• [Task objective]: Word for word, restate the entries that follow.

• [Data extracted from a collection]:
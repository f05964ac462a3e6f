use burrow_core::model::{
    Difficulty, LessonDraft, ModuleDraft, ModuleId, QuestionDraft, QuestionId, Quiz, QuizId,
    UserProgress,
};
use burrow_core::model::{Course, CourseId};
use burrow_core::time::fixed_now;
use storage::repository::ProgressRepository;
use storage::sqlite::SqliteRepository;

fn scored_quiz(score: u32) -> Quiz {
    let questions = (0..5)
        .map(|n| {
            QuestionDraft {
                text: format!("Q{n}?"),
                options: vec!["a".into(), "b".into(), "c".into(), "d".into()],
                correct_answer_index: 0,
                explanation: "a.".into(),
                topic: "Rust".into(),
                ..QuestionDraft::default()
            }
            .validate(QuestionId::new())
            .unwrap()
        })
        .collect();
    let mut quiz = Quiz::new(
        QuizId::new(),
        "Rust",
        Difficulty::Beginner,
        questions,
        fixed_now(),
    )
    .unwrap();
    quiz.complete(score).unwrap();
    quiz
}

fn completed_course() -> Course {
    let module = ModuleDraft {
        title: "Ownership".into(),
        content: LessonDraft {
            text: "# Ownership\nEvery value has one owner.".into(),
            code_snippet: None,
        },
        quiz: None,
    }
    .validate(ModuleId::new())
    .unwrap();
    let mut course = Course::new(
        CourseId::new(),
        "Rust",
        Difficulty::Beginner,
        vec![module],
        fixed_now(),
    )
    .unwrap();
    course.complete();
    course
}

#[tokio::test]
async fn sqlite_round_trips_progress() {
    let repo = SqliteRepository::connect("sqlite:file:memdb_roundtrip?mode=memory&cache=shared")
        .await
        .expect("connect");
    repo.migrate().await.expect("migrate");

    assert!(repo.load().await.unwrap().is_none());

    let mut progress = UserProgress::new("Tester", fixed_now());
    progress.record_quiz(scored_quiz(3)).unwrap();
    progress.record_course(completed_course()).unwrap();
    repo.save(&progress).await.unwrap();

    let loaded = repo.load().await.unwrap().expect("record present");
    assert_eq!(loaded, progress);
    assert_eq!(loaded.xp(), 200);
    assert_eq!(loaded.streak(), 2);
}

#[tokio::test]
async fn sqlite_save_overwrites_previous_record() {
    let repo = SqliteRepository::connect("sqlite:file:memdb_overwrite?mode=memory&cache=shared")
        .await
        .expect("connect");
    repo.migrate().await.expect("migrate");

    let mut progress = UserProgress::new("Tester", fixed_now());
    repo.save(&progress).await.unwrap();

    progress.record_quiz(scored_quiz(5)).unwrap();
    repo.save(&progress).await.unwrap();

    let loaded = repo.load().await.unwrap().expect("record present");
    assert_eq!(loaded.xp(), 70);
    assert_eq!(loaded.completed_quizzes().len(), 1);
}

#[tokio::test]
async fn storage_aggregate_wires_the_sqlite_backend() {
    let storage = storage::repository::Storage::sqlite(
        "sqlite:file:memdb_aggregate?mode=memory&cache=shared",
    )
    .await
    .expect("connect and migrate");

    let progress = UserProgress::new("Tester", fixed_now());
    storage.progress.save(&progress).await.unwrap();
    assert_eq!(storage.progress.load().await.unwrap(), Some(progress));
}

#[tokio::test]
async fn sqlite_loads_legacy_record_without_course_history() {
    let repo = SqliteRepository::connect("sqlite:file:memdb_legacy?mode=memory&cache=shared")
        .await
        .expect("connect");
    repo.migrate().await.expect("migrate");

    // Shape written by builds that predate course history.
    let legacy = r#"{
        "name": "Marmot",
        "xp": 320,
        "streak": 7,
        "completedQuizzes": [],
        "lastLogin": "2024-03-01T00:00:00Z"
    }"#;
    sqlx::query("INSERT INTO user_progress (id, payload, updated_at) VALUES (1, ?1, ?2)")
        .bind(legacy)
        .bind(fixed_now())
        .execute(repo.pool())
        .await
        .unwrap();

    let loaded = repo.load().await.unwrap().expect("record present");
    assert_eq!(loaded.xp(), 320);
    assert_eq!(loaded.streak(), 7);
    assert!(loaded.completed_courses().is_empty());
}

• [Response area]:
repository f05964ac462a3e6f
use burrow_core::model::{
    Difficulty, LessonDraft, ModuleDraft, ModuleId, QuestionDraft, QuestionId, Quiz, QuizId,
    UserProgress,
};
use burrow_core::model::{Course, CourseId};
use burrow_core::time::fixed_now;
use storage::repository::ProgressRepository;
use storage::sqlite::SqliteRepository;

fn scored_quiz(score: u32) -> Quiz {
    let questions = (0..5)
        .map(|n| {
            QuestionDraft {
                text: format!("Q{n}?"),
                options: vec!["a".into(), "b".into(), "c".into(), "d".into()],
                correct_answer_index: 0,
                explanation: "a.".into(),
                topic: "Rust".into(),
                ..QuestionDraft::default()
            }
            .validate(QuestionId::new())
            .unwrap()
        })
        .collect();
    let mut quiz = Quiz::new(
        QuizId::new(),
        "Rust",
        Difficulty::Beginner,
        questions,
        fixed_now(),
    )
    .unwrap();
    quiz.complete(score).unwrap();
    quiz
}

fn completed_course() -> Course {
    let module = ModuleDraft {
        title: "Ownership".into(),
        content: LessonDraft {
            text: "# Ownership\nEvery value has one owner.".into(),
            code_snippet: None,
        },
        quiz: None,
    }
    .validate(ModuleId::new())
    .unwrap();
    let mut course = Course::new(
        CourseId::new(),
        "Rust",
        Difficulty::Beginner,
        vec![module],
        fixed_now(),
    )
    .unwrap();
    course.complete();
    course
}

#[tokio::test]
async fn sqlite_round_trips_progress() {
    let repo = SqliteRepository::connect("sqlite:file:memdb_roundtrip?mode=memory&cache=shared")
        .await
        .expect("connect");
    repo.migrate().await.expect("migrate");

    assert!(repo.load().await.unwrap().is_none());

    let mut progress = UserProgress::new("Tester", fixed_now());
    progress.record_quiz(scored_quiz(3)).unwrap();
    progress.record_course(completed_course()).unwrap();
    repo.save(&progress).await.unwrap();

    let loaded = repo.load().await.unwrap().expect("record present");
    assert_eq!(loaded, progress);
    assert_eq!(loaded.xp(), 200);
    assert_eq!(loaded.streak(), 2);
}

#[tokio::test]
async fn sqlite_save_overwrites_previous_record() {
    let repo = SqliteRepository::connect("sqlite:file:memdb_overwrite?mode=memory&cache=shared")
        .await
        .expect("connect");
    repo.migrate().await.expect("migrate");

    let mut progress = UserProgress::new("Tester", fixed_now());
    repo.save(&progress).await.unwrap();

    progress.record_quiz(scored_quiz(5)).unwrap();
    repo.save(&progress).await.unwrap();

    let loaded = repo.load().await.unwrap().expect("record present");
    assert_eq!(loaded.xp(), 70);
    assert_eq!(loaded.completed_quizzes().len(), 1);
}

#[tokio::test]
async fn storage_aggregate_wires_the_sqlite_backend() {
    let storage = storage::repository::Storage::sqlite(
        "sqlite:file:memdb_aggregate?mode=memory&cache=shared",
    )
    .await
    .expect("connect and migrate");

    let progress = UserProgress::new("Tester", fixed_now());
    storage.progress.save(&progress).await.unwrap();
    assert_eq!(storage.progress.load().await.unwrap(), Some(progress));
}

#[tokio::test]
async fn sqlite_loads_legacy_record_without_course_history() {
    let repo = SqliteRepository::connect("sqlite:file:memdb_legacy?mode=memory&cache=shared")
        .await
        .expect("connect");
    repo.migrate().await.expect("migrate");

    // Shape written by builds that predate course history.
    let legacy = r#"{
        "name": "Marmot",
        "xp": 320,
        "streak": 7,
        "completedQuizzes": [],
        "lastLogin": "2024-03-01T00:00:00Z"
    }"#;
    sqlx::query("INSERT INTO user_progress (id, payload, updated_at) VALUES (1, ?1, ?2)")
        .bind(legacy)
        .bind(fixed_now())
        .execute(repo.pool())
        .await
        .unwrap();

    let loaded = repo.load().await.unwrap().expect("record present");
    assert_eq!(loaded.xp(), 320);
    assert_eq!(loaded.streak(), 7);
    assert!(loaded.completed_courses().is_empty());
}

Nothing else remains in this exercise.